Ja przede wszystkim powiem tak, bo spotkałam się z takimi uwagami, że w ogóle nie ma czegoś takiego, prawda, nie istnieje formalnie coś takiego, jak misja pokojowa NATO, że takimi rzeczami to ONZ się zajmuje. Trzeba zrozumieć, żeby sobie wyobrazić i projektować, i uzgadniać, jak tego rodzaju misja mogłaby wyglądać, to trzeba przede wszystkim zrozumieć z jaką sytuacją mamy do czynienia. Od dziesiątków lat w Europie zupełnie nową, więc również organizacje światowe, organizacje Europejskie, również te militarne, muszą się z tą nową sytuacją zmierzyć. Bo przypomnę, jak powiedział zresztą premier Morawiecki w Kijowie, że mamy zupełnie do czynienia z inną sytuacją, że jeżeli Ukraina nie będzie wolną, demokratycznym krajem i nie będzie częścią Europy, to całkowicie zmienia się sytuacja polityczna w Europie. Kto tego nie rozumie, to jest po prostu naiwniakiem. Więc dlatego też trzeba myśleć o tym, żeby organizacje również militarne zmieniały swoją misję, zadania i wyobrażenie o pewnych rzeczach. Muszą się po prostu przeformatować. Ja się z tym całkowicie zgadzam.

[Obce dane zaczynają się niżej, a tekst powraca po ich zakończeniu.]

//! Agent domain model
//!
//! Agents are known to the server only through heartbeat snapshots.

use std::collections::HashMap;

use chrono::{DateTime, Utc};
use serde::{Deserialize, Serialize};

/// Latest heartbeat snapshot of an agent
#[derive(Debug, Clone, Default, PartialEq, Serialize, Deserialize)]
#[serde(default)]
pub struct AgentInfo {
    pub agent_id: String,
    pub hostname: String,
    pub os: String,
    pub arch: String,
    pub version: String,
    pub capabilities: HashMap<String, String>,
    pub last_seen_utc: DateTime<Utc>,

    /// Last self-update failure reported by the agent
    #[serde(skip_serializing_if = "String::is_empty")]
    pub update_failure: String,

    /// Last restart outcome reported by the agent
    #[serde(skip_serializing_if = "String::is_empty")]
    pub restart_status: String,

    /// Update target the server currently asks this agent to install
    #[serde(skip_serializing_if = "String::is_empty")]
    pub update_target: String,

    /// Number of control directives waiting for the next heartbeat
    pub pending_controls: usize,
}

impl AgentInfo {
    /// Capabilities used for scheduling decisions
    ///
    /// `os` and `arch` from the snapshot fill in when the capability map
    /// does not carry them itself.
    pub fn effective_capabilities(&self) -> HashMap<String, String> {
        let mut caps = self.capabilities.clone();
        if !self.os.is_empty() {
            caps.entry("os".to_string()).or_insert_with(|| self.os.clone());
        }
        if !self.arch.is_empty() {
            caps.entry("arch".to_string())
                .or_insert_with(|| self.arch.clone());
        }
        caps
    }
}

Co dalej z Putinem, co dalej z Rosją? Co może się wydarzyć w kolejnych miesiącach? Jesteśmy w stanie to przewidzieć? Czy trudno odpowiedzieć na to pytanie?
Oczywiście, że trudno. Trudno sobie nam różne rzeczy wyobrazić, które stają się faktami dzień po dniu, jak np. bombardowanie cywili, bombardowanie szpitali, śmierć dzieci, śmierć niewinnych ludzi i wszystko to co obserwujemy przecież od ponad 20 dni. Więc też trudno sobie wyobrazić, co ten Putin albo co Rosjanie. Natomiast moim zdanie, żeby cokolwiek w tym narodzie drgnęło, to jestem zwolenniczką bardzo ostrych sankcji, które są trochę przez tych polityków zachodniej Europy kapane, prawda, ograniczane. Gruchnęła w ostatnich dniach wiadomość np. o tym, że jednak Francja omijała embargo i sprzedawała broń, czy elementy broni Rosji do 2020 roku. No więc to pokazuje z czym się musimy zmierzyć, jakie mamy problemy i przede wszystkim te klapki na oczach polityków zachodniej Europy muszą opaść. Dziś możemy powiedzieć, że to politycy Europy Środkowej, ci którzy mają doświadczenia ze Związkiem Radzieckim, tak mówiąc najogólniej, mieli rację od wielu lat powtarzając, że Putin to nie jest normalny demokratyczny polityk i że trzeba być przygotowanym na najgorsze.
Minister sprawiedliwości Zbigniew Ziobro powiedział w RMF, że Unia Europejska umywa ręce od pomocy. Tzn. że musimy liczyć tylko na siebie?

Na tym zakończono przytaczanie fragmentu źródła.